▶ **Task to complete**:
Copy out the listing exactly.

▶ **Exercise data**:
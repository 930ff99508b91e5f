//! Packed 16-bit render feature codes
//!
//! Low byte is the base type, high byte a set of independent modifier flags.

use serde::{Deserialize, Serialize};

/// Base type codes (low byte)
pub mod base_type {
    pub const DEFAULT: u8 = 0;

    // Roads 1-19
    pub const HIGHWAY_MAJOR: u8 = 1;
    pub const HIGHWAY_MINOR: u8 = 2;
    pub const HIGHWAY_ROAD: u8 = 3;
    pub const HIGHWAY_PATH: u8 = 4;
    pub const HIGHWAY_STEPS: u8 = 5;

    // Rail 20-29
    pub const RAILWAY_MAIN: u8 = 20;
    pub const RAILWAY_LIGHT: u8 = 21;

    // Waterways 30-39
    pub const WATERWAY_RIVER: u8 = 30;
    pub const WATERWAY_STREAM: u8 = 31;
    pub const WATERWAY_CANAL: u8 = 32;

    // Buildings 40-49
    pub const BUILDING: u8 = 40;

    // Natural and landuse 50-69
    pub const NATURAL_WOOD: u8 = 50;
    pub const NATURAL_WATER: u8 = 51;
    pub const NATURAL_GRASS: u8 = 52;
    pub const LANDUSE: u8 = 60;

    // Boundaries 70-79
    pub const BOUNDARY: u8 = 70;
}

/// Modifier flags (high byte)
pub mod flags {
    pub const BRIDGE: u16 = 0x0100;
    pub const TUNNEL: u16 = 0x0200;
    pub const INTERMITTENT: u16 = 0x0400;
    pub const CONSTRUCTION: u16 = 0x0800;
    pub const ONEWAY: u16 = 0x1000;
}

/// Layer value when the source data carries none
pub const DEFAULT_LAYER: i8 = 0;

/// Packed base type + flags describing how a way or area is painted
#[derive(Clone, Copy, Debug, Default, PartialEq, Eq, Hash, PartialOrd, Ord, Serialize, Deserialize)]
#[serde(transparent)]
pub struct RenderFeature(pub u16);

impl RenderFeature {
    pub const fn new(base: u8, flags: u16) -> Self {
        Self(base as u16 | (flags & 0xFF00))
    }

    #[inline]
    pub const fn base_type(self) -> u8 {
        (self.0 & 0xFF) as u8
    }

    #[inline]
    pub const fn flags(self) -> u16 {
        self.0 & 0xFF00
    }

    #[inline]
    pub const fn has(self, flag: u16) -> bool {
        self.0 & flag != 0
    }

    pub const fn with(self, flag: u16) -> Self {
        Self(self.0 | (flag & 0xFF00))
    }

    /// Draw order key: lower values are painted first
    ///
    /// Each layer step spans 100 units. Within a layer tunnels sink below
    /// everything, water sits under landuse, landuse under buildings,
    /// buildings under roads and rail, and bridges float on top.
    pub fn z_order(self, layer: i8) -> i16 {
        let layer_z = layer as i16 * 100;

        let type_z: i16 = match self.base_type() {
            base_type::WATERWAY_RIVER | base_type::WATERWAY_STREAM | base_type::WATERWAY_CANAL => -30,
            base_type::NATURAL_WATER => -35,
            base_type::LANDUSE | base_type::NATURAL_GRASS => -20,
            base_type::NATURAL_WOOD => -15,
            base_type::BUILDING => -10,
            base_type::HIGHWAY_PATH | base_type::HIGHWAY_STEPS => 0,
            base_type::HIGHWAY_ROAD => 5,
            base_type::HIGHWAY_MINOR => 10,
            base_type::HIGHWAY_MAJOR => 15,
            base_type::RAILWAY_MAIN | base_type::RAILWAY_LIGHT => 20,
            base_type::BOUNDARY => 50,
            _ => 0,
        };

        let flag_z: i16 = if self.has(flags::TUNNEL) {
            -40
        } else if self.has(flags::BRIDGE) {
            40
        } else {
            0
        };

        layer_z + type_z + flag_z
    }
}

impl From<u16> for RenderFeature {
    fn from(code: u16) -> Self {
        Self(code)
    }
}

▶ **Solution below**:
repository 930ff99508b91e5f
//! Packed 16-bit render feature codes
//!
//! Low byte is the base type, high byte a set of independent modifier flags.

use serde::{Deserialize, Serialize};

/// Base type codes (low byte)
pub mod base_type {
    pub const DEFAULT: u8 = 0;

    // Roads 1-19
    pub const HIGHWAY_MAJOR: u8 = 1;
    pub const HIGHWAY_MINOR: u8 = 2;
    pub const HIGHWAY_ROAD: u8 = 3;
    pub const HIGHWAY_PATH: u8 = 4;
    pub const HIGHWAY_STEPS: u8 = 5;

    // Rail 20-29
    pub const RAILWAY_MAIN: u8 = 20;
    pub const RAILWAY_LIGHT: u8 = 21;

    // Waterways 30-39
    pub const WATERWAY_RIVER: u8 = 30;
    pub const WATERWAY_STREAM: u8 = 31;
    pub const WATERWAY_CANAL: u8 = 32;

    // Buildings 40-49
    pub const BUILDING: u8 = 40;

    // Natural and landuse 50-69
    pub const NATURAL_WOOD: u8 = 50;
    pub const NATURAL_WATER: u8 = 51;
    pub const NATURAL_GRASS: u8 = 52;
    pub const LANDUSE: u8 = 60;

    // Boundaries 70-79
    pub const BOUNDARY: u8 = 70;
}

/// Modifier flags (high byte)
pub mod flags {
    pub const BRIDGE: u16 = 0x0100;
    pub const TUNNEL: u16 = 0x0200;
    pub const INTERMITTENT: u16 = 0x0400;
    pub const CONSTRUCTION: u16 = 0x0800;
    pub const ONEWAY: u16 = 0x1000;
}

/// Layer value when the source data carries none
pub const DEFAULT_LAYER: i8 = 0;

/// Packed base type + flags describing how a way or area is painted
#[derive(Clone, Copy, Debug, Default, PartialEq, Eq, Hash, PartialOrd, Ord, Serialize, Deserialize)]
#[serde(transparent)]
pub struct RenderFeature(pub u16);

impl RenderFeature {
    pub const fn new(base: u8, flags: u16) -> Self {
        Self(base as u16 | (flags & 0xFF00))
    }

    #[inline]
    pub const fn base_type(self) -> u8 {
        (self.0 & 0xFF) as u8
    }

    #[inline]
    pub const fn flags(self) -> u16 {
        self.0 & 0xFF00
    }

    #[inline]
    pub const fn has(self, flag: u16) -> bool {
        self.0 & flag != 0
    }

    pub const fn with(self, flag: u16) -> Self {
        Self(self.0 | (flag & 0xFF00))
    }

    /// Draw order key: lower values are painted first
    ///
    /// Each layer step spans 100 units. Within a layer tunnels sink below
    /// everything, water sits under landuse, landuse under buildings,
    /// buildings under roads and rail, and bridges float on top.
    pub fn z_order(self, layer: i8) -> i16 {
        let layer_z = layer as i16 * 100;

        let type_z: i16 = match self.base_type() {
            base_type::WATERWAY_RIVER | base_type::WATERWAY_STREAM | base_type::WATERWAY_CANAL => -30,
            base_type::NATURAL_WATER => -35,
            base_type::LANDUSE | base_type::NATURAL_GRASS => -20,
            base_type::NATURAL_WOOD => -15,
            base_type::BUILDING => -10,
            base_type::HIGHWAY_PATH | base_type::HIGHWAY_STEPS => 0,
            base_type::HIGHWAY_ROAD => 5,
            base_type::HIGHWAY_MINOR => 10,
            base_type::HIGHWAY_MAJOR => 15,
            base_type::RAILWAY_MAIN | base_type::RAILWAY_LIGHT => 20,
            base_type::BOUNDARY => 50,
            _ => 0,
        };

        let flag_z: i16 = if self.has(flags::TUNNEL) {
            -40
        } else if self.has(flags::BRIDGE) {
            40
        } else {
            0
        };

        layer_z + type_z + flag_z
    }
}

impl From<u16> for RenderFeature {
    fn from(code: u16) -> Self {
        Self(code)
    }
}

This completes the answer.